Fantasy Fatherhood

by Mark Brazaitis

My marriage was a mistake. She was a nice girl, and she thought I was a nice boy. After a year and eight months, we decided to end things. No harm—well, some harm (I was unfaithful sixty-two days after our wedding and remained so)—no foul.

I was twenty-six-years-old and a bachelor again. Free. Or so I thought. What I didn’t count on was my ex-wife, three months after our divorce, telling me she was pregnant. Toward the end of our marriage, we’d made a certain mournful—and, as it happened, inadequately protected—love.

Beth, my ex-wife, sensibly wanted me to have nothing to do with our child. Conveniently, I agreed. I was dating two women at the time and was eyeing a third. I had a full-time job as a lifestyles columnist for our local paper, the Sherman Advocate and Post, with syndication in newspapers and Web sites across the Midwest. I played the horses. I played the market. I played the field. I was busy.

Three years after our divorce, my ex-wife died in a car crash. I felt terrible for our son. He had lost the one person who would forgive him everything and love him unconditionally even if he became his father to the fifth power. He would have to grow up under the care of his maternal grandparents, who, in my presence, anyway, had never cracked a smile. (Doubtless I contributed to their lack of amusement.) But unbeknownst to me, not one but both of my ex-wife’s parents had been diagnosed with cancer, his throat, hers lung. Or vice versa. The upshot: They couldn’t take care of Sammy.

My ex-wife had the misfortune (my misfortune, anyway) to be an only child and therefore had no sibling who could sweep in and whisk off Sammy to a happy life. My parents would be no help. After their divorce, which occurred when I was old enough to remember them married but not old enough to remember them happy, they’d both remarried—to partners who believed they should be the center of their spouses’ solar systems. No other planets were permitted in telescope range. I might as well have grown up light years beyond Pluto. Bottom line: Sammy’s other grandparents couldn’t rescue him.

I did, however, have a brother. He had four children, including, as I learned, a one-month-old with Down Syndrome. He lived in Seattle, and I hadn’t talked to him in six months. Or a year. Or more. Over the phone, he didn’t recognize my voice, and we had an awkward exchange in which we pretended to know each other better than we did. After our five-minute re-acquaintance, I said, “I have a favor, Danny.”

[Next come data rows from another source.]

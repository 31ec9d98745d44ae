//! Integration tests for the scheduled migration runner.

use std::sync::Arc;
use std::sync::atomic::{AtomicUsize, Ordering};
use std::time::Duration;

use migration_gate_core::error::GateError;
use migration_gate_core::status::WaitOutcome;
use migration_gate_core::traits::ExclusiveGate;
use migration_gate_process::OperationGate;
use migration_gate_schedule::{
    AppSettingsFile, ExecutionMode, JobContext, RunReport, ScheduledMigrationRunner,
    ScheduledTaskSettings,
};
use tokio::sync::watch;
use tokio::time::timeout;

mod common;
use common::mock_gate::MockGate;

fn every_minute() -> ScheduledTaskSettings {
    ScheduledTaskSettings {
        execution_mode: ExecutionMode::Interval,
        interval_minutes: 1,
        ..Default::default()
    }
}

#[tokio::test]
async fn test_runner_skips_when_mock_gate_is_held() {
    let runner = ScheduledMigrationRunner::new(MockGate::held_by("manual"), every_minute());
    let ran = AtomicUsize::new(0);

    let report = runner
        .run_once(&|_ctx: JobContext| {
            ran.fetch_add(1, Ordering::SeqCst);
            async { Ok::<_, std::io::Error>(()) }
        })
        .await
        .unwrap();

    assert!(matches!(report, RunReport::Skipped { ref holder } if holder.operation_id == "manual"));
    assert_eq!(ran.load(Ordering::SeqCst), 0);
    assert!(runner.gate().acquisitions.lock().unwrap().is_empty());
}

#[tokio::test]
async fn test_runner_records_origin_on_mock_gate() {
    let runner = ScheduledMigrationRunner::new(MockGate::new(), every_minute()).with_origin("cron-host");

    let report = runner
        .run_once(&|_ctx: JobContext| async { Ok::<_, std::io::Error>(()) })
        .await
        .unwrap();

    let RunReport::Completed { operation_id, .. } = report else {
        panic!("expected a completed run");
    };
    let acquisitions = runner.gate().acquisitions.lock().unwrap();
    assert_eq!(acquisitions.as_slice(), [(operation_id, "cron-host".to_string())]);
    assert!(!runner.gate().status().held);
}

#[tokio::test(start_paused = true)]
async fn test_run_loop_triggers_until_shutdown() {
    let gate = OperationGate::new();
    let runner = ScheduledMigrationRunner::new(gate.clone(), every_minute());
    let (shutdown_tx, shutdown_rx) = watch::channel(false);
    let runs = Arc::new(AtomicUsize::new(0));

    let job = {
        let runs = runs.clone();
        let shutdown_tx = Arc::new(shutdown_tx);
        move |_ctx: JobContext| {
            let runs = runs.clone();
            let shutdown_tx = shutdown_tx.clone();
            async move {
                if runs.fetch_add(1, Ordering::SeqCst) + 1 == 3 {
                    shutdown_tx.send_replace(true);
                }
                Ok::<_, std::io::Error>(())
            }
        }
    };

    timeout(Duration::from_secs(600), runner.run(job, shutdown_rx))
        .await
        .expect("runner did not stop")
        .unwrap();

    assert_eq!(runs.load(Ordering::SeqCst), 3);
    assert!(!gate.status().held);
}

#[tokio::test(start_paused = true)]
async fn test_run_loop_survives_failing_runs() {
    let runner = ScheduledMigrationRunner::new(OperationGate::new(), every_minute());
    let (shutdown_tx, shutdown_rx) = watch::channel(false);
    let shutdown_tx = Arc::new(shutdown_tx);
    let attempts = Arc::new(AtomicUsize::new(0));

    let job = {
        let attempts = attempts.clone();
        move |_ctx: JobContext| {
            let attempts = attempts.clone();
            let shutdown_tx = shutdown_tx.clone();
            async move {
                if attempts.fetch_add(1, Ordering::SeqCst) + 1 == 2 {
                    shutdown_tx.send_replace(true);
                }
                Err::<(), _>(std::io::Error::other("target database offline"))
            }
        }
    };

    timeout(Duration::from_secs(600), runner.run(job, shutdown_rx))
        .await
        .expect("runner did not stop")
        .unwrap();

    assert_eq!(attempts.load(Ordering::SeqCst), 2);
    assert!(!runner.gate().status().held);
}

#[tokio::test(start_paused = true)]
async fn test_dropped_shutdown_sender_stops_runner() {
    let runner = ScheduledMigrationRunner::new(OperationGate::new(), every_minute());
    let (shutdown_tx, shutdown_rx) = watch::channel(false);
    drop(shutdown_tx);

    timeout(
        Duration::from_secs(1),
        runner.run(|_ctx: JobContext| async { Ok::<_, std::io::Error>(()) }, shutdown_rx),
    )
    .await
    .expect("runner did not stop")
    .unwrap();
}

#[tokio::test]
async fn test_cron_schedule_rejected_by_run() {
    let settings = ScheduledTaskSettings {
        execution_mode: ExecutionMode::Cron,
        ..Default::default()
    };
    let runner = ScheduledMigrationRunner::new(OperationGate::new(), settings);
    let (_shutdown_tx, shutdown_rx) = watch::channel(false);

    let result = runner
        .run(|_ctx: JobContext| async { Ok::<_, std::io::Error>(()) }, shutdown_rx)
        .await;
    assert!(matches!(result, Err(GateError::InvalidSettings(_))));
}

#[tokio::test]
async fn test_request_waits_for_scheduled_run() {
    let gate = OperationGate::new();
    let runner = ScheduledMigrationRunner::new(gate.clone(), every_minute());
    let (finish_tx, finish_rx) = watch::channel(false);

    let scheduled = tokio::spawn(async move {
        runner
            .run_once(&|_ctx: JobContext| {
                let mut finish_rx = finish_rx.clone();
                async move {
                    let _ = finish_rx.wait_for(|done| *done).await;
                    Ok::<_, std::io::Error>(())
                }
            })
            .await
    });

    tokio::time::sleep(Duration::from_millis(20)).await;
    let status = gate.status();
    assert!(status.held);
    assert_eq!(status.origin_id, "scheduler");

    // A web request that arrives mid-run is denied and waits instead
    assert!(!gate.try_acquire("request-1", "192.168.1.20"));
    let waiter = {
        let gate = gate.clone();
        tokio::spawn(async move { gate.wait_for_completion(None).await })
    };
    tokio::time::sleep(Duration::from_millis(20)).await;
    assert!(!waiter.is_finished());

    finish_tx.send(true).unwrap();
    let report = scheduled.await.unwrap().unwrap();
    assert!(matches!(report, RunReport::Completed { .. }));

    let outcome = timeout(Duration::from_secs(1), waiter).await.unwrap().unwrap();
    assert_eq!(outcome.unwrap(), WaitOutcome::Completed);
    assert!(gate.try_acquire("request-1", "192.168.1.20"));
}

#[tokio::test]
async fn test_job_observes_force_complete() {
    let gate = OperationGate::new();
    let runner = ScheduledMigrationRunner::new(gate.clone(), every_minute());
    let admin = gate.clone();

    let report = runner
        .run_once(&|ctx: JobContext| {
            let admin = admin.clone();
            let mut completion = ctx.completion;
            async move {
                admin.force_complete("operator abort");
                completion.changed().await.map_err(std::io::Error::other)?;
                assert_eq!(*completion.borrow(), Some(WaitOutcome::ForceCompleted));
                Ok::<_, std::io::Error>(())
            }
        })
        .await
        .unwrap();

    assert!(matches!(report, RunReport::Completed { .. }));
    assert!(!gate.status().held);
}

#[tokio::test]
async fn test_runner_from_settings_file() {
    let dir = tempfile::TempDir::new().unwrap();
    let path = dir.path().join("appsettings.json");
    std::fs::write(
        &path,
        r#"{
  "ScheduledTask": {
    "ExecutionMode": "Interval",
    "IntervalMinutes": 30,
    "IsEnabled": false
  }
}"#,
    )
    .unwrap();

    let file = AppSettingsFile::new(path.clone());
    let settings = file.scheduled_task_settings().unwrap();
    assert_eq!(settings.execution_mode, ExecutionMode::Interval);
    assert_eq!(settings.interval_minutes, 30);

    let runner = ScheduledMigrationRunner::new(OperationGate::new(), settings.clone());
    let (_shutdown_tx, shutdown_rx) = watch::channel(false);
    runner
        .run(|_ctx: JobContext| async { Ok::<_, std::io::Error>(()) }, shutdown_rx)
        .await
        .unwrap();

    let enabled = ScheduledTaskSettings {
        is_enabled: true,
        ..settings
    };
    file.save_scheduled_task_settings(&enabled).unwrap();
    assert!(file.scheduled_task_settings().unwrap().is_enabled);
}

“It’s Dan now. It’s been Dan since I was eighteen.”

I plunged ahead: “It’s a big favor, Dan, but I know how much you love children.”

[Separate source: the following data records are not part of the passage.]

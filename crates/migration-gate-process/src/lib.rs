//! In-process backend for the migration gate.
//!
//! [`OperationGate`] is the single shared admission point for the migration:
//! one instance per process, cloned into every caller.

pub mod gate;
pub mod guard;
mod signal;

pub use gate::OperationGate;
pub use guard::GateGuard;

“If I didn’t love children, God wouldn’t allow me to make them.”

“Right,” I said. “I’m wondering if you’d like one more. Mine. Sammy is his name, but you can call him Sam. See—it rhymes with Dan.”

“No, it doesn’t,” Dan said, but he listened, he asked questions, he seemed interested. I breathed seventeen sighs of relief. I’d been having nightmare visions of nestling on my couch with the woman whose generous smile and even more generous backside had recently drawn my aesthetic interest only to be interrupted by Sammy’s pleas for milk or orange juice or a more vigorous solution to ending global warming—whatever two-and-a-half-year-olds demand.

“I’ll ask Jo,” Dan said.

“Your son has veto power, huh?” I said.

“Joanne is my wife.”

“I knew that,” I said.

Dan relayed Jo’s answer the next day: No.

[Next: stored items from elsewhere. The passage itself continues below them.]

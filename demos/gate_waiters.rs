//! Demo: one migration holds the gate while request handlers wait for it.
//!
//! Run with: `RUST_LOG=debug cargo run --example gate_waiters`

use std::time::Duration;

use migration_gate::*;
use tokio::sync::watch;
use tracing_subscriber::EnvFilter;

#[tokio::main]
async fn main() -> Result<(), Box<dyn std::error::Error>> {
    tracing_subscriber::fmt()
        .with_env_filter(EnvFilter::try_from_default_env().unwrap_or_else(|_| EnvFilter::new("info")))
        .init();

    // One gate for the whole process
    let gate = OperationGate::new();

    let guard = gate
        .try_acquire_guard("migration-001", "10.0.0.7")
        .ok_or("gate unexpectedly held")?;
    println!("Started: {}", gate.status());

    // A second request is turned away instead of queued
    if !gate.try_acquire("migration-002", "10.0.0.8") {
        println!("Second migration rejected: {}", gate.status());
    }

    // Request handlers that only want the result wait for completion
    let mut waiters = Vec::new();
    for i in 0..3 {
        let gate = gate.clone();
        waiters.push(tokio::spawn(async move {
            let outcome = gate.wait_for_completion(None).await?;
            println!("Waiter {i} resumed: {outcome}");
            Ok::<_, GateError>(())
        }));
    }

    // This one gives up when its client disconnects
    let (disconnect_tx, disconnect_rx) = watch::channel(false);
    let impatient = {
        let gate = gate.clone();
        tokio::spawn(async move { gate.wait_for_completion(Some(disconnect_rx)).await })
    };
    disconnect_tx.send(true)?;
    println!("Impatient waiter: {:?}", impatient.await?);

    tokio::time::sleep(Duration::from_millis(500)).await;
    println!("Still running: {}", gate.status());

    guard.release();
    for waiter in waiters {
        waiter.await??;
    }
    println!("Finished: {}", gate.status());

    Ok(())
}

“May I talk to her?” I asked my brother.

“About what?”

“About her decision.”

Dan put Jo on. She sounded like she weighed 400 pounds and brushed her teeth with a spatula. I had never before been cowed over the telephone. By the end of our chat, I was huddled in a corner of my kitchen as if awaiting an aerial bombardment.

Jo’s last words to me: “He’s your kid. Step up, mister. Take responsibility.”

I had only one option left: my best friend, Ted.

“Jesus Christ, Ben, are you serious?” Ted said upon hearing my request. “I’m unemployed, and I haven’t been sober in a decade.”

“But you have an extra bedroom.”

“Yeah, but I think rats might be living in it.”

“So the kid will have a few pets.”

“Let me call you back.”

He never did.

I had no choice. I had a son. Welcome to my world, Sammy.

What did I offer him? Babysitters. A succession of them. Like Popes. In order, we had:

Linda, age forty-eight. She claimed to be the mother of two but didn’t know how to change a diaper. I didn’t know how to change a diaper either. But I knew ignorance when I saw it. Or smelled it.

Reason for departure: Fired for incompetence.

Linda II, age twenty. A sophomore religious studies major at Ohio Eastern University, she tried to introduce Sammy to Buddhism. I tried to introduce her to my bedroom.

Reason for departure: She didn’t see the light. She also threatened to have her boyfriend separate me from my teeth.

Rhonda, age thirty-three. A chain-smoker who claimed to have quit. I knew she hadn’t when Sammy and I were at Food World and he asked if I would buy him a pack of Pall Malls.

Reason for departure: Fired for corruption of youth.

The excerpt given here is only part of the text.